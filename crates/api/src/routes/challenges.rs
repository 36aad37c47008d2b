//! Route definitions for the `/challenges` resource.

use axum::routing::{get, post};
use axum::Router;

use crate::handlers::challenges;
use crate::state::AppState;

/// Routes mounted at `/challenges`.
///
/// ```text
/// GET  /challenges/daily          -> daily_challenge
/// POST /challenges/{id}/complete  -> complete_challenge (rewarded)
/// ```
pub fn router() -> Router<AppState> {
    Router::new()
        .route("/challenges/daily", get(challenges::daily_challenge))
        .route(
            "/challenges/{id}/complete",
            post(challenges::complete_challenge),
        )
}
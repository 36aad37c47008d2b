//! Repository layer.
//!
//! Each repository is a zero-sized struct providing async methods that
//! accept `&PgPool` (or a transaction connection) as the first argument.

pub mod achievement_repo;
pub mod challenge_repo;
pub mod task_repo;
pub mod user_repo;

pub use achievement_repo::AchievementRepo;
pub use challenge_repo::ChallengeRepo;
pub use task_repo::TaskRepo;
pub use user_repo::UserRepo;
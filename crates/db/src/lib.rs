//! Persistence layer: connection pool, migrations, models, repositories.

use sqlx::postgres::PgPoolOptions;

pub mod models;
pub mod repositories;

/// Shared Postgres connection pool type.
pub type DbPool = sqlx::PgPool;

/// Create a connection pool from a database URL.
pub async fn create_pool(database_url: &str) -> Result<DbPool, sqlx::Error> {
    PgPoolOptions::new()
        .max_connections(20)
        .connect(database_url)
        .await
}

/// Verify the database is reachable with a trivial query.
pub async fn health_check(pool: &DbPool) -> Result<(), sqlx::Error> {
    sqlx::query("SELECT 1").execute(pool).await?;
    Ok(())
}

/// Apply all embedded migrations.
pub async fn run_migrations(pool: &DbPool) -> Result<(), sqlx::migrate::MigrateError> {
    sqlx::migrate!("./migrations").run(pool).await
}
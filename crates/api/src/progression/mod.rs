//! Progression engine: rewarded completions, streaks, and achievements.
//!
//! [`ProgressionEngine`] coordinates a single completion event end to end:
//! validation, the daily completion guard, reward calculation, atomic
//! persistence, the best-effort achievement check, and notification events.
//! The event bus is injected at construction; nothing here touches global
//! state.

mod achievements;
mod engine;

pub use achievements::AchievementEngine;
pub use engine::{ProgressionEngine, StatsSummary};
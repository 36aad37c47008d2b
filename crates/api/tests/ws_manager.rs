//! Unit tests for `WsManager`.
//!
//! These tests exercise the WebSocket connection manager directly, without
//! performing any HTTP upgrades. They verify add/remove semantics, targeted
//! and broadcast delivery, and graceful shutdown behaviour.

use axum::extract::ws::Message;
use devquest_api::ws::WsManager;

// ---------------------------------------------------------------------------
// Test: new manager starts with zero connections
// ---------------------------------------------------------------------------

#[tokio::test]
async fn new_manager_has_zero_connections() {
    let manager = WsManager::new();

    assert_eq!(manager.connection_count().await, 0);
}

// ---------------------------------------------------------------------------
// Test: add() increments the connection count
// ---------------------------------------------------------------------------

#[tokio::test]
async fn add_increments_connection_count() {
    let manager = WsManager::new();

    let _rx = manager.add("conn-1".to_string(), None).await;

    assert_eq!(manager.connection_count().await, 1);
}

// ---------------------------------------------------------------------------
// Test: remove() decrements the connection count
// ---------------------------------------------------------------------------

#[tokio::test]
async fn remove_decrements_connection_count() {
    let manager = WsManager::new();

    let _rx = manager.add("conn-1".to_string(), None).await;
    assert_eq!(manager.connection_count().await, 1);

    manager.remove("conn-1").await;
    assert_eq!(manager.connection_count().await, 0);
}

// ---------------------------------------------------------------------------
// Test: send_to_user() reaches only that user's connections
// ---------------------------------------------------------------------------

#[tokio::test]
async fn send_to_user_targets_only_matching_connections() {
    let manager = WsManager::new();

    let mut rx_a1 = manager.add("conn-a1".to_string(), Some(1)).await;
    let mut rx_a2 = manager.add("conn-a2".to_string(), Some(1)).await;
    let rx_b = manager.add("conn-b".to_string(), Some(2)).await;
    let rx_anon = manager.add("conn-anon".to_string(), None).await;

    let sent = manager
        .send_to_user(1, Message::Text("streak milestone".into()))
        .await;
    assert_eq!(sent, 2, "both of user 1's connections should be hit");

    let msg1 = rx_a1.recv().await.expect("first connection should receive");
    let msg2 = rx_a2.recv().await.expect("second connection should receive");
    assert!(matches!(&msg1, Message::Text(t) if *t == "streak milestone"));
    assert!(matches!(&msg2, Message::Text(t) if *t == "streak milestone"));

    // Neither the other user nor the anonymous connection saw anything.
    drop(manager);
    let mut rx_b = rx_b;
    let mut rx_anon = rx_anon;
    assert!(rx_b.recv().await.is_none());
    assert!(rx_anon.recv().await.is_none());
}

// ---------------------------------------------------------------------------
// Test: send_to_user() with no matching connections sends nothing
// ---------------------------------------------------------------------------

#[tokio::test]
async fn send_to_user_without_connections_is_noop() {
    let manager = WsManager::new();

    let _rx = manager.add("conn-1".to_string(), Some(1)).await;

    let sent = manager.send_to_user(99, Message::Text("nobody".into())).await;
    assert_eq!(sent, 0);
}

// ---------------------------------------------------------------------------
// Test: broadcast() sends message to all connected clients
// ---------------------------------------------------------------------------

#[tokio::test]
async fn broadcast_sends_to_all_connections() {
    let manager = WsManager::new();

    let mut rx1 = manager.add("conn-1".to_string(), Some(1)).await;
    let mut rx2 = manager.add("conn-2".to_string(), Some(2)).await;
    let mut rx3 = manager.add("conn-3".to_string(), None).await;

    let payload = Message::Text("leaderboard changed".into());
    manager.broadcast(payload).await;

    // All three receivers should get the same message, anonymous included.
    let msg1 = rx1.recv().await.expect("rx1 should receive broadcast");
    let msg2 = rx2.recv().await.expect("rx2 should receive broadcast");
    let msg3 = rx3.recv().await.expect("rx3 should receive broadcast");

    assert!(matches!(&msg1, Message::Text(t) if *t == "leaderboard changed"));
    assert!(matches!(&msg2, Message::Text(t) if *t == "leaderboard changed"));
    assert!(matches!(&msg3, Message::Text(t) if *t == "leaderboard changed"));
}

// ---------------------------------------------------------------------------
// Test: broadcast() skips closed channels without panicking
// ---------------------------------------------------------------------------

#[tokio::test]
async fn broadcast_skips_closed_channels() {
    let manager = WsManager::new();

    let rx1 = manager.add("conn-1".to_string(), None).await;
    let mut rx2 = manager.add("conn-2".to_string(), None).await;

    // Drop rx1 to close its channel.
    drop(rx1);

    // Broadcast should not panic even though conn-1's channel is closed.
    let payload = Message::Text("still alive".into());
    manager.broadcast(payload).await;

    // conn-2 should still receive the message.
    let msg = rx2.recv().await.expect("rx2 should receive broadcast");
    assert!(matches!(&msg, Message::Text(t) if *t == "still alive"));
}

// ---------------------------------------------------------------------------
// Test: shutdown_all() sends Close and clears all connections
// ---------------------------------------------------------------------------

#[tokio::test]
async fn shutdown_all_sends_close_and_clears() {
    let manager = WsManager::new();

    let mut rx1 = manager.add("conn-1".to_string(), Some(1)).await;
    let mut rx2 = manager.add("conn-2".to_string(), None).await;
    assert_eq!(manager.connection_count().await, 2);

    manager.shutdown_all().await;

    // Connection count should be zero after shutdown.
    assert_eq!(manager.connection_count().await, 0);

    // Both receivers should have received a Close message.
    let msg1 = rx1.recv().await.expect("rx1 should receive Close");
    assert!(
        matches!(msg1, Message::Close(None)),
        "Expected Close(None), got: {msg1:?}"
    );

    let msg2 = rx2.recv().await.expect("rx2 should receive Close");
    assert!(
        matches!(msg2, Message::Close(None)),
        "Expected Close(None), got: {msg2:?}"
    );

    // After Close, the channel should be closed (no more messages).
    assert!(
        rx1.recv().await.is_none(),
        "Channel should be closed after shutdown"
    );
}

// ---------------------------------------------------------------------------
// Test: adding with duplicate ID replaces the previous connection
// ---------------------------------------------------------------------------

#[tokio::test]
async fn duplicate_id_replaces_previous_connection() {
    let manager = WsManager::new();

    let _rx_old = manager.add("conn-1".to_string(), None).await;
    assert_eq!(manager.connection_count().await, 1);

    // Re-add with the same ID -- should replace, not duplicate.
    let mut rx_new = manager.add("conn-1".to_string(), None).await;
    assert_eq!(manager.connection_count().await, 1);

    // Broadcast to verify the new receiver gets the message.
    manager.broadcast(Message::Text("replaced".into())).await;
    let msg = rx_new.recv().await.expect("New rx should receive message");
    assert!(matches!(&msg, Message::Text(t) if *t == "replaced"));
}
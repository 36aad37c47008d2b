//! Request middleware: authentication extraction.

pub mod auth;
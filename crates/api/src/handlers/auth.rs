//! Registration and login.

use axum::extract::State;
use axum::http::StatusCode;
use axum::Json;
use devquest_core::error::CoreError;
use devquest_db::models::user::{CreateUser, UserResponse};
use devquest_db::repositories::user_repo::UserRepo;
use serde::{Deserialize, Serialize};

use crate::auth::jwt::generate_access_token;
use crate::auth::password::{hash_password, validate_password_strength, verify_password};
use crate::error::{AppError, AppResult};
use crate::response::DataResponse;
use crate::state::AppState;

#[derive(Debug, Deserialize)]
pub struct RegisterRequest {
    pub name: String,
    pub username: Option<String>,
    pub email: String,
    pub password: String,
}

#[derive(Debug, Deserialize)]
pub struct LoginRequest {
    pub email: String,
    pub password: String,
}

/// Token plus the authenticated user, returned by both register and login.
#[derive(Debug, Serialize)]
pub struct AuthResponse {
    pub token: String,
    pub user: UserResponse,
}

/// Canonical form for stored emails: trimmed and lowercased, so the
/// `uq_users_email` constraint cannot be sidestepped by case variants.
pub(crate) fn normalize_email(raw: &str) -> Result<String, CoreError> {
    let email = raw.trim().to_lowercase();
    if !email.contains('@') {
        return Err(CoreError::Validation("Invalid email address".into()));
    }
    Ok(email)
}

/// `POST /api/auth/register`
///
/// Duplicate emails surface as 409 via the `uq_users_email` constraint
/// rather than a racy pre-check.
pub async fn register(
    State(state): State<AppState>,
    Json(req): Json<RegisterRequest>,
) -> AppResult<(StatusCode, Json<DataResponse<AuthResponse>>)> {
    let name = req.name.trim();
    if name.is_empty() {
        return Err(CoreError::Validation("Name must not be empty".into()).into());
    }
    let email = normalize_email(&req.email)?;
    validate_password_strength(&req.password).map_err(CoreError::Validation)?;

    let password_hash = hash_password(&req.password)
        .map_err(|e| AppError::InternalError(format!("password hashing failed: {e}")))?;

    let user = UserRepo::create(
        &state.pool,
        &CreateUser {
            name: name.to_string(),
            username: req.username.map(|u| u.trim().to_string()).filter(|u| !u.is_empty()),
            email,
            password_hash,
        },
    )
    .await?;

    let token = generate_access_token(user.id, &state.config.jwt)
        .map_err(|e| AppError::InternalError(format!("token generation failed: {e}")))?;

    tracing::info!(user_id = user.id, "user registered");

    Ok((
        StatusCode::CREATED,
        Json(DataResponse {
            data: AuthResponse {
                token,
                user: user.into(),
            },
        }),
    ))
}

/// `POST /api/auth/login`
///
/// A wrong email and a wrong password produce the same 401 so the endpoint
/// does not leak which accounts exist.
pub async fn login(
    State(state): State<AppState>,
    Json(req): Json<LoginRequest>,
) -> AppResult<Json<DataResponse<AuthResponse>>> {
    let email = req.email.trim().to_lowercase();

    let user = UserRepo::find_by_email(&state.pool, &email)
        .await?
        .ok_or_else(|| CoreError::Unauthorized("Invalid email or password".into()))?;

    let valid = verify_password(&req.password, &user.password_hash)
        .map_err(|e| AppError::InternalError(format!("password verification failed: {e}")))?;
    if !valid {
        return Err(CoreError::Unauthorized("Invalid email or password".into()).into());
    }

    let token = generate_access_token(user.id, &state.config.jwt)
        .map_err(|e| AppError::InternalError(format!("token generation failed: {e}")))?;

    tracing::info!(user_id = user.id, "user logged in");

    Ok(Json(DataResponse {
        data: AuthResponse {
            token,
            user: user.into(),
        },
    }))
}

TRY IT
Type out again, exactly as written, the lines from the beginning of the material through the one containing "reward calculation, atomic".

ANSWER SPACE
filename crates/api/src/routes/challenges.rs
repository 36aad37c47008d2b
//! Route definitions for the `/challenges` resource.

use axum::routing::{get, post};
use axum::Router;

use crate::handlers::challenges;
use crate::state::AppState;

/// Routes mounted at `/challenges`.
///
/// ```text
/// GET  /challenges/daily          -> daily_challenge
/// POST /challenges/{id}/complete  -> complete_challenge (rewarded)
/// ```
pub fn router() -> Router<AppState> {
    Router::new()
        .route("/challenges/daily", get(challenges::daily_challenge))
        .route(
            "/challenges/{id}/complete",
            post(challenges::complete_challenge),
        )
}
repository 36aad37c47008d2b
//! Repository layer.
//!
//! Each repository is a zero-sized struct providing async methods that
//! accept `&PgPool` (or a transaction connection) as the first argument.

pub mod achievement_repo;
pub mod challenge_repo;
pub mod task_repo;
pub mod user_repo;

pub use achievement_repo::AchievementRepo;
pub use challenge_repo::ChallengeRepo;
pub use task_repo::TaskRepo;
pub use user_repo::UserRepo;
filename crates/db/src/lib.rs
//! Persistence layer: connection pool, migrations, models, repositories.

use sqlx::postgres::PgPoolOptions;

pub mod models;
pub mod repositories;

/// Shared Postgres connection pool type.
pub type DbPool = sqlx::PgPool;

/// Create a connection pool from a database URL.
pub async fn create_pool(database_url: &str) -> Result<DbPool, sqlx::Error> {
    PgPoolOptions::new()
        .max_connections(20)
        .connect(database_url)
        .await
}

/// Verify the database is reachable with a trivial query.
pub async fn health_check(pool: &DbPool) -> Result<(), sqlx::Error> {
    sqlx::query("SELECT 1").execute(pool).await?;
    Ok(())
}

/// Apply all embedded migrations.
pub async fn run_migrations(pool: &DbPool) -> Result<(), sqlx::migrate::MigrateError> {
    sqlx::migrate!("./migrations").run(pool).await
}
filename crates/api/src/progression/mod.rs
//! Progression engine: rewarded completions, streaks, and achievements.
//!
//! [`ProgressionEngine`] coordinates a single completion event end to end:
//! validation, the daily completion guard, reward calculation, atomic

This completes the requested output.